• _Task details_
In the entries below, find every line with the string "EtcdClusterSpec" and copy it.

Stored items
>>>

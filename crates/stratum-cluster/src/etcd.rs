//! Etcd topology
//!
//! Every etcd cluster role gets exactly one member per availability zone.
//! Members are named after their zone and sorted by zone name, so the same
//! zone set always yields byte-identical topology regardless of the order
//! zones were listed in.

use std::collections::BTreeSet;

use stratum_common::crd::{ClusterSpec, EtcdClusterSpec, EtcdMemberSpec};
use stratum_common::{Error, Result, UNKNOWN_CONTEXT};

/// Build one etcd cluster per role, each with a member in every zone
pub fn build_etcd_clusters<S: AsRef<str>>(
    spec: &ClusterSpec,
    roles: &[S],
) -> Vec<EtcdClusterSpec> {
    let zone_names = spec.zone_names();

    roles
        .iter()
        .map(|role| EtcdClusterSpec {
            name: role.as_ref().to_string(),
            members: zone_names
                .iter()
                .map(|zone| EtcdMemberSpec::for_zone(*zone))
                .collect(),
        })
        .collect()
}

/// Check that the spec's etcd topology matches its zone set exactly.
///
/// The topology is never repaired: any divergence is reported so the
/// operator can fix whatever produced it.
pub fn check_etcd_topology(cluster: &str, spec: &ClusterSpec) -> Result<()> {
    if spec.etcd_clusters.is_empty() {
        return Err(Error::topology_inconsistency(
            cluster,
            UNKNOWN_CONTEXT,
            "no etcd clusters defined",
        ));
    }

    let zone_names = spec.zone_names();
    let mut seen_clusters = BTreeSet::new();

    for etcd in &spec.etcd_clusters {
        if etcd.name.is_empty() {
            return Err(Error::topology_inconsistency(
                cluster,
                UNKNOWN_CONTEXT,
                "etcd cluster has no name",
            ));
        }
        if !seen_clusters.insert(etcd.name.as_str()) {
            return Err(Error::topology_inconsistency(
                cluster,
                &etcd.name,
                "etcd cluster defined more than once",
            ));
        }
        check_members(cluster, etcd, &zone_names)?;
    }

    Ok(())
}

fn check_members(
    cluster: &str,
    etcd: &EtcdClusterSpec,
    zone_names: &BTreeSet<&str>,
) -> Result<()> {
    if etcd.members.is_empty() {
        return Err(Error::topology_inconsistency(
            cluster,
            &etcd.name,
            "etcd cluster has no members",
        ));
    }

    let mut member_zones: BTreeSet<&str> = BTreeSet::new();
    for member in &etcd.members {
        if member.name != member.zone {
            return Err(Error::topology_inconsistency(
                cluster,
                &etcd.name,
                format!(
                    "member {:?} must be named after its zone {:?}",
                    member.name, member.zone
                ),
            ));
        }
        if !zone_names.contains(member.zone.as_str()) {
            return Err(Error::topology_inconsistency(
                cluster,
                &etcd.name,
                format!("member placed in unknown zone {:?}", member.zone),
            ));
        }
        if !member_zones.insert(member.zone.as_str()) {
            return Err(Error::topology_inconsistency(
                cluster,
                &etcd.name,
                format!("more than one member in zone {:?}", member.zone),
            ));
        }
    }

    if let Some(missing) = zone_names.iter().find(|z| !member_zones.contains(*z)) {
        return Err(Error::topology_inconsistency(
            cluster,
            &etcd.name,
            format!("missing member for zone {missing:?}"),
        ));
    }

    Ok(())
}

#[cfg(test)]
mod tests {
    use super::*;
    use stratum_common::crd::ZoneSpec;
    use stratum_common::ETCD_CLUSTER_ROLES;

    fn spec_with_zones(names: &[&str]) -> ClusterSpec {
        ClusterSpec {
            zones: names.iter().map(|n| ZoneSpec::new(*n)).collect(),
            ..Default::default()
        }
    }

    fn member_zones(etcd: &EtcdClusterSpec) -> Vec<&str> {
        etcd.members.iter().map(|m| m.zone.as_str()).collect()
    }

    // =========================================================================
    // Topology Construction Stories
    // =========================================================================

    /// Story: Three zones give every etcd role three members
    #[test]
    fn story_one_member_per_zone_for_each_role() {
        let spec = spec_with_zones(&["us-east-1a", "us-east-1b", "us-east-1c"]);

        let clusters = build_etcd_clusters(&spec, ETCD_CLUSTER_ROLES);

        assert_eq!(clusters.len(), 2);
        assert_eq!(clusters[0].name, "main");
        assert_eq!(clusters[1].name, "events");
        for etcd in &clusters {
            assert_eq!(etcd.members.len(), 3);
            for member in &etcd.members {
                assert_eq!(member.name, member.zone);
            }
            assert_eq!(
                member_zones(etcd),
                vec!["us-east-1a", "us-east-1b", "us-east-1c"]
            );
        }
    }

    /// Story: Zone listing order does not change the topology
    ///
    /// Downstream resources are named after members, so reordering zones in
    /// the manifest must not rename anything.
    #[test]
    fn story_member_order_is_independent_of_zone_order() {
        let forward = build_etcd_clusters(&spec_with_zones(&["b", "c", "a"]), &["main"]);
        let reverse = build_etcd_clusters(&spec_with_zones(&["a", "c", "b"]), &["main"]);

        assert_eq!(forward, reverse);
        assert_eq!(member_zones(&forward[0]), vec!["a", "b", "c"]);
    }

    #[test]
    fn duplicate_zone_names_collapse_to_one_member() {
        let clusters = build_etcd_clusters(&spec_with_zones(&["a", "a", "b"]), &["main"]);
        assert_eq!(member_zones(&clusters[0]), vec!["a", "b"]);
    }

    #[test]
    fn built_topology_passes_its_own_check() {
        let mut spec = spec_with_zones(&["us-east-1c", "us-east-1a"]);
        spec.etcd_clusters = build_etcd_clusters(&spec, ETCD_CLUSTER_ROLES);
        assert!(check_etcd_topology("c", &spec).is_ok());
    }

    // =========================================================================
    // Consistency Check Stories
    // =========================================================================

    #[test]
    fn unsorted_but_complete_topology_passes() {
        let mut spec = spec_with_zones(&["a", "b", "c"]);
        spec.etcd_clusters = vec![
            etcd("events", &["c", "a", "b"]),
            etcd("main", &["b", "c", "a"]),
        ];
        assert!(check_etcd_topology("c", &spec).is_ok());
    }

    fn expect_inconsistency(zone_list: &[&str], etcd: Vec<EtcdClusterSpec>, needle: &str) {
        let mut spec = spec_with_zones(zone_list);
        spec.etcd_clusters = etcd;
        let err = check_etcd_topology("prod", &spec).expect_err("topology should be rejected");
        match &err {
            Error::TopologyInconsistency { cluster, .. } => assert_eq!(cluster, "prod"),
            other => panic!("Expected TopologyInconsistency, got {other:?}"),
        }
        assert!(
            err.to_string().contains(needle),
            "expected {needle:?} in {err}"
        );
    }

    fn etcd(name: &str, members: &[&str]) -> EtcdClusterSpec {
        EtcdClusterSpec {
            name: name.to_string(),
            members: members.iter().map(|z| EtcdMemberSpec::for_zone(*z)).collect(),
        }
    }

    /// Story: A supplied topology missing a zone is reported, not patched
    #[test]
    fn story_missing_zone_is_reported() {
        expect_inconsistency(&["a", "b", "c"], vec![etcd("main", &["a", "b"])], "\"c\"");
    }

    #[test]
    fn unknown_zone_is_reported() {
        expect_inconsistency(&["a"], vec![etcd("main", &["a", "z"])], "unknown zone");
    }

    #[test]
    fn duplicate_member_zone_is_reported() {
        expect_inconsistency(&["a", "b"], vec![etcd("main", &["a", "a", "b"])], "more than one");
    }

    #[test]
    fn misnamed_member_is_reported() {
        let mut main = etcd("main", &["a"]);
        main.members[0].name = "etcd-a".to_string();
        expect_inconsistency(&["a"], vec![main], "named after its zone");
    }

    #[test]
    fn duplicate_etcd_cluster_is_reported() {
        expect_inconsistency(
            &["a"],
            vec![etcd("main", &["a"]), etcd("main", &["a"])],
            "more than once",
        );
    }

    #[test]
    fn memberless_etcd_cluster_is_reported() {
        expect_inconsistency(&["a"], vec![etcd("events", &[])], "no members");
    }

    #[test]
    fn empty_topology_is_reported() {
        expect_inconsistency(&["a"], vec![], "no etcd clusters");
    }
}
//! Cluster manifest loading using yaml-rust2
//!
//! Operators author clusters as YAML. Manifests are parsed with yaml-rust2,
//! converted to serde_json::Value, and then deserialized into typed resources.
//! Completed specs are rendered back out as JSON (a YAML subset).

use serde_json::{Map, Value};
use yaml_rust2::{Yaml, YamlLoader};

use crate::crd::Cluster;
use crate::{Error, Result};

const CLUSTER_KIND: &str = "Cluster";

/// Parse a YAML string into a serde_json::Value.
///
/// For multi-document YAML, returns only the first document.
/// Returns `Value::Null` for empty input.
pub fn parse_yaml(input: &str) -> Result<Value> {
    let docs = YamlLoader::load_from_str(input).map_err(|e| Error::serialization(e.to_string()))?;
    match docs.into_iter().next() {
        Some(doc) => yaml_to_json(doc),
        None => Ok(Value::Null),
    }
}

/// Load an operator-authored Cluster manifest
pub fn load_cluster(input: &str) -> Result<Cluster> {
    let value = parse_yaml(input)?;
    if value.is_null() {
        return Err(Error::serialization_for_kind(
            CLUSTER_KIND,
            "manifest is empty",
        ));
    }
    serde_json::from_value(value)
        .map_err(|e| Error::serialization_for_kind(CLUSTER_KIND, e.to_string()))
}

/// Render a Cluster as pretty-printed JSON for downstream consumers
pub fn render_cluster(cluster: &Cluster) -> Result<String> {
    serde_json::to_string_pretty(cluster)
        .map_err(|e| Error::serialization_for_kind(CLUSTER_KIND, e.to_string()))
}

/// Convert a yaml_rust2::Yaml value to serde_json::Value
///
/// Cluster manifests only use string keys, and no Cluster field is
/// floating point, so anything else is rejected here with the offending
/// value rather than as an opaque deserialization error later.
fn yaml_to_json(yaml: Yaml) -> Result<Value> {
    match yaml {
        Yaml::Null => Ok(Value::Null),
        Yaml::Boolean(b) => Ok(Value::Bool(b)),
        Yaml::Integer(i) => Ok(Value::Number(i.into())),
        Yaml::String(s) => Ok(Value::String(s)),
        Yaml::Array(arr) => arr
            .into_iter()
            .map(yaml_to_json)
            .collect::<Result<Vec<_>>>()
            .map(Value::Array),
        Yaml::Hash(map) => map
            .into_iter()
            .map(|(k, v)| match k {
                Yaml::String(key) => yaml_to_json(v).map(|v| (key, v)),
                other => Err(Error::serialization_for_kind(
                    CLUSTER_KIND,
                    format!("mapping keys must be strings, found {other:?}"),
                )),
            })
            .collect::<Result<Map<String, Value>>>()
            .map(Value::Object),
        Yaml::Real(r) => Err(Error::serialization_for_kind(
            CLUSTER_KIND,
            format!("unexpected floating point value {r}"),
        )),
        Yaml::Alias(_) => Err(Error::serialization("YAML aliases not supported")),
        Yaml::BadValue => Err(Error::serialization("bad YAML value")),
    }
}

<<<

• _Answer area_
use stratum_common::crd::{ClusterSpec, EtcdClusterSpec, EtcdMemberSpec};
) -> Vec<EtcdClusterSpec> {
        .map(|role| EtcdClusterSpec {
    etcd: &EtcdClusterSpec,
    fn member_zones(etcd: &EtcdClusterSpec) -> Vec<&str> {
    fn expect_inconsistency(zone_list: &[&str], etcd: Vec<EtcdClusterSpec>, needle: &str) {
    fn etcd(name: &str, members: &[&str]) -> EtcdClusterSpec {
        EtcdClusterSpec {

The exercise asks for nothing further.